Meditrina remains committed to providing comprehensive training and support for healthcare professionals to ensure the seamless integration of the Aveta System into clinical practices. This commitment reflects the company's dedication to empowering medical professionals with the tools they need to deliver optimal patient care.
In tandem with this regulatory achievement, Meditrina is also excited to announce the completion of the last $5Mtranche of the $77M series C investment led by Deerfield Management Company, ShangBay Capital and other insiders. The investment is combined with an additional $5 million debt financing by SLR Capital Partners. The company is already approaching to be cash flow positive, and the additional funds will accelerate new product introduction and expansion of the sales force. This successful financing effort underscores strong investor confidence in the company's vision and growth trajectory.
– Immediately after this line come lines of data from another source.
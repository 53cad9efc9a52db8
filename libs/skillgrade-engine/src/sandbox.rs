/// Docker Sandbox - isolated execution of candidate code
///
/// **Core Responsibility:**
/// Run one candidate program against one test case in a fresh container and
/// report a [`RunOutcome`]. Scoring is the evaluator's job.
///
/// **Container Rules:**
/// - One container per test case, nothing shared between test cases or candidates
/// - Network disabled
/// - Memory (no swap), CPU and pids limits from `languages.json`
/// - Read-only root filesystem; the only writable paths are size-limited tmpfs
///   mounts at `/sandbox` (scratch) and `/tmp`
/// - All capabilities dropped, `no-new-privileges`, unprivileged user
/// - Hard wall-clock timeout covering compile and run; the container is killed on expiry
/// - stdout capped; exceeding the cap is a failed test case
/// - Removed on every exit path through [`ContainerGuard`]
/// - `function_result` expectations are rendered in a container of their own that
///   runs no candidate code, then cached per language and raw value
use crate::error::SandboxError;
use crate::harness::PreparedRun;
use crate::languages::{Comparison, LanguageConfig, LanguageRegistry};
use crate::runner::{CodeRunner, RunOutcome, RunRequest};
use async_trait::async_trait;
use base64::{engine::general_purpose, Engine as _};
use bollard::container::{
    Config, CreateContainerOptions, KillContainerOptions, LogOutput, LogsOptions,
    RemoveContainerOptions, StartContainerOptions, WaitContainerOptions,
};
use bollard::image::CreateImageOptions;
use bollard::models::HostConfig;
use bollard::Docker;
use futures_util::stream::StreamExt;
use skillgrade_common::types::TestStatus;
use std::collections::HashMap;
use std::time::{Duration, Instant};
use tokio::sync::Mutex;
use tracing::{debug, info, warn};

/// Program and stdin travel base64-encoded in environment variables, which the
/// kernel caps at 128 KiB per string.
const MAX_PAYLOAD_BYTES: usize = 90 * 1024;
const MAX_OUTPUT_BYTES: usize = 64 * 1024;
const SCRATCH_DIR: &str = "/sandbox";
const SANDBOX_USER: &str = "65534:65534";
const PROGRAM_ENV: &str = "SKILLGRADE_PROGRAM";
const STDIN_ENV: &str = "SKILLGRADE_STDIN";
const MAX_CACHED_EXPECTATIONS: usize = 4096;

/// Container cleanup guard - guarantees container removal on drop, including
/// timeout, error and cancellation of the surrounding future
struct ContainerGuard<'a> {
    docker: &'a Docker,
    container_id: String,
}

impl<'a> ContainerGuard<'a> {
    fn new(docker: &'a Docker, container_id: String) -> Self {
        Self { docker, container_id }
    }
}

impl<'a> Drop for ContainerGuard<'a> {
    fn drop(&mut self) {
        let container_id = std::mem::take(&mut self.container_id);
        let docker = self.docker.clone();

        let Ok(handle) = tokio::runtime::Handle::try_current() else {
            warn!(container_id = %container_id, "No runtime available, container left behind");
            return;
        };

        handle.spawn(async move {
            let remove_options = RemoveContainerOptions {
                force: true,
                ..Default::default()
            };

            if let Err(e) = docker.remove_container(&container_id, Some(remove_options)).await {
                warn!(container_id = %container_id, error = %e, "Failed to clean up container");
            }
        });
    }
}

/// Raw result of one container run, before judging
#[derive(Debug, Default)]
struct RawExecution {
    stdout: String,
    stderr: String,
    exit_code: Option<i64>,
    timed_out: bool,
    output_exceeded: bool,
    execution_time_ms: u64,
}

/// Docker-backed [`CodeRunner`]
pub struct DockerSandbox {
    docker: Docker,
    languages: LanguageRegistry,
    /// Rendered `function_result` expectations keyed by (language, raw expected output)
    expectations: Mutex<HashMap<(String, String), String>>,
}

impl DockerSandbox {
    /// Connect to the local Docker daemon
    pub fn connect(languages: LanguageRegistry) -> Result<Self, SandboxError> {
        let docker = Docker::connect_with_local_defaults()?;
        Ok(Self {
            docker,
            languages,
            expectations: Mutex::new(HashMap::new()),
        })
    }

    /// Shell prelude: decode program into scratch, compile (diagnostics to stderr), run with stdin
    fn launch_script(config: &LanguageConfig) -> String {
        let mut script = format!(
            "set -e\nprintf '%s' \"${program}\" | base64 -d > {dir}/{file}\n",
            program = PROGRAM_ENV,
            dir = SCRATCH_DIR,
            file = config.file_name,
        );
        if let Some(compile) = &config.compile {
            script.push_str(&format!("{} 1>&2\n", compile));
        }
        script.push_str(&format!(
            "printf '%s' \"${stdin}\" | base64 -d | {run}\n",
            stdin = STDIN_ENV,
            run = config.run,
        ));
        script
    }

    fn host_config(config: &LanguageConfig) -> HostConfig {
        let memory = i64::from(config.memory_limit_mb) * 1024 * 1024;
        let tmpfs = HashMap::from([
            (
                SCRATCH_DIR.to_string(),
                "rw,exec,nosuid,size=64m,mode=1777".to_string(),
            ),
            ("/tmp".to_string(), "rw,nosuid,size=64m,mode=1777".to_string()),
        ]);

        HostConfig {
            memory: Some(memory),
            memory_swap: Some(memory),
            nano_cpus: Some((config.cpu_limit * 1_000_000_000.0) as i64),
            pids_limit: Some(config.pids_limit),
            readonly_rootfs: Some(true),
            tmpfs: Some(tmpfs),
            network_mode: Some("none".to_string()),
            cap_drop: Some(vec!["ALL".to_string()]),
            security_opt: Some(vec!["no-new-privileges".to_string()]),
            ..Default::default()
        }
    }

    /// Ensure the language image is present, pulling it on a cache miss
    async fn ensure_image(&self, image: &str) -> Result<(), SandboxError> {
        if self.docker.inspect_image(image).await.is_ok() {
            debug!(image = %image, "Image cache hit");
            return Ok(());
        }

        warn!(image = %image, "Image cache miss, pulling");

        let options = Some(CreateImageOptions {
            from_image: image,
            ..Default::default()
        });

        let mut stream = self.docker.create_image(options, None, None);
        while let Some(progress) = stream.next().await {
            progress?;
        }

        info!(image = %image, "Image pulled");
        Ok(())
    }

    #[tracing::instrument(skip(self, config, prepared), fields(language = %config.name, timeout_ms = timeout.as_millis() as u64))]
    async fn execute(
        &self,
        config: &LanguageConfig,
        prepared: &PreparedRun,
        timeout: Duration,
    ) -> Result<RawExecution, SandboxError> {
        self.ensure_image(&config.image).await?;

        let container_name = format!("skillgrade-{}", uuid::Uuid::new_v4());
        let env = vec![
            format!("{}={}", PROGRAM_ENV, general_purpose::STANDARD.encode(&prepared.program)),
            format!("{}={}", STDIN_ENV, general_purpose::STANDARD.encode(&prepared.stdin)),
        ];

        let container_config = Config {
            image: Some(config.image.clone()),
            entrypoint: Some(vec!["sh".to_string(), "-c".to_string()]),
            cmd: Some(vec![Self::launch_script(config)]),
            env: Some(env),
            user: Some(SANDBOX_USER.to_string()),
            working_dir: Some(SCRATCH_DIR.to_string()),
            attach_stdout: Some(true),
            attach_stderr: Some(true),
            network_disabled: Some(true),
            host_config: Some(Self::host_config(config)),
            ..Default::default()
        };

        let create_options = CreateContainerOptions {
            name: container_name.as_str(),
            platform: None,
        };

        let container = self
            .docker
            .create_container(Some(create_options), container_config)
            .await?;
        let container_id = container.id.clone();

        // Set up immediately so every exit path below removes the container
        let _guard = ContainerGuard::new(&self.docker, container_id.clone());

        let start_time = Instant::now();
        self.docker
            .start_container(&container_id, None::<StartContainerOptions<String>>)
            .await?;

        let execution_future = async {
            let mut raw = RawExecution::default();

            let logs_options = Some(LogsOptions::<String> {
                stdout: true,
                stderr: true,
                follow: true,
                ..Default::default()
            });
            let mut logs_stream = self.docker.logs(&container_id, logs_options);

            while let Some(output) = logs_stream.next().await {
                match output {
                    Ok(LogOutput::StdOut { message }) => {
                        if raw.stdout.len() + message.len() > MAX_OUTPUT_BYTES {
                            raw.output_exceeded = true;
                            break;
                        }
                        raw.stdout.push_str(&String::from_utf8_lossy(&message));
                    }
                    Ok(LogOutput::StdErr { message }) => {
                        if raw.stderr.len() < MAX_OUTPUT_BYTES {
                            raw.stderr.push_str(&String::from_utf8_lossy(&message));
                        }
                    }
                    Ok(_) => {}
                    Err(e) => {
                        warn!(error = %e, "Error reading container logs");
                        break;
                    }
                }
            }

            if raw.output_exceeded {
                return raw;
            }

            let wait_options = WaitContainerOptions {
                condition: "not-running",
            };
            let mut wait_stream = self.docker.wait_container(&container_id, Some(wait_options));
            raw.exit_code = match wait_stream.next().await {
                Some(Ok(response)) => Some(response.status_code),
                // bollard reports non-zero exits as an error carrying the code
                Some(Err(bollard::errors::Error::DockerContainerWaitError { code, .. })) => Some(code),
                Some(Err(e)) => {
                    warn!(error = %e, "Failed to get container exit code");
                    None
                }
                None => None,
            };

            raw
        };

        let mut raw = match tokio::time::timeout(timeout, execution_future).await {
            Ok(raw) => raw,
            Err(_) => RawExecution {
                timed_out: true,
                ..Default::default()
            },
        };

        if raw.timed_out || raw.output_exceeded {
            // No partial output is trusted after a limit violation
            raw.stdout.clear();
            if let Err(e) = self
                .docker
                .kill_container(&container_id, None::<KillContainerOptions<String>>)
                .await
            {
                debug!(error = %e, "Kill after limit violation failed (container may have exited)");
            }
        }

        raw.execution_time_ms = start_time.elapsed().as_millis() as u64;
        Ok(raw)
    }

    /// Render a `function_result` expected output in its own container, with no candidate code
    async fn expected_value(
        &self,
        config: &LanguageConfig,
        expected_output: &str,
        timeout: Duration,
    ) -> Result<String, SandboxError> {
        let key = (config.name.clone(), expected_output.to_string());
        if let Some(rendered) = self.expectations.lock().await.get(&key) {
            return Ok(rendered.clone());
        }

        let prepared = PreparedRun::expectation(expected_output);
        check_payload(&prepared)?;
        let raw = self.execute(config, &prepared, timeout).await?;
        if raw.exit_code != Some(0) {
            return Err(SandboxError::Expectation(format!(
                "exit code {:?}: {}",
                raw.exit_code,
                raw.stderr.trim()
            )));
        }
        let rendered = prepared
            .read_expectation(&raw.stdout)
            .ok_or_else(|| SandboxError::Expectation("no rendered value in output".to_string()))?;

        let mut cache = self.expectations.lock().await;
        if cache.len() >= MAX_CACHED_EXPECTATIONS {
            cache.clear();
        }
        cache.insert(key, rendered.clone());
        Ok(rendered)
    }
}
"We are immensely grateful for the continued support of our investors," said Csaba Truckai, CEO of Meditrina. "This financing not only validates our strategic direction but also provides the necessary resources to scale our operations and bring our innovative solutions to a global market. We are poised for substantial growth and are confident in our ability to achieve cash flow positivity soon."
Meditrina will continue striving to better women's health, with a focus on delivering cutting-edge medical devices that enhance the quality of care for patients worldwide. Aveta System 2.0 is set to redefine standards in the field, providing healthcare professionals with advanced tools to improve outcomes and patient experiences.
About Meditrina:
Founded in 2016, Meditrina, Inc. designs and develops innovative medical devices for minimally invasive gynecology. For more information, visit www.avetasystem.com.
¹Data on file at Meditrina inc.; survey conducted Oct 2019-Aug 2020 of n56 OB/GYN users and n38 Nurse users.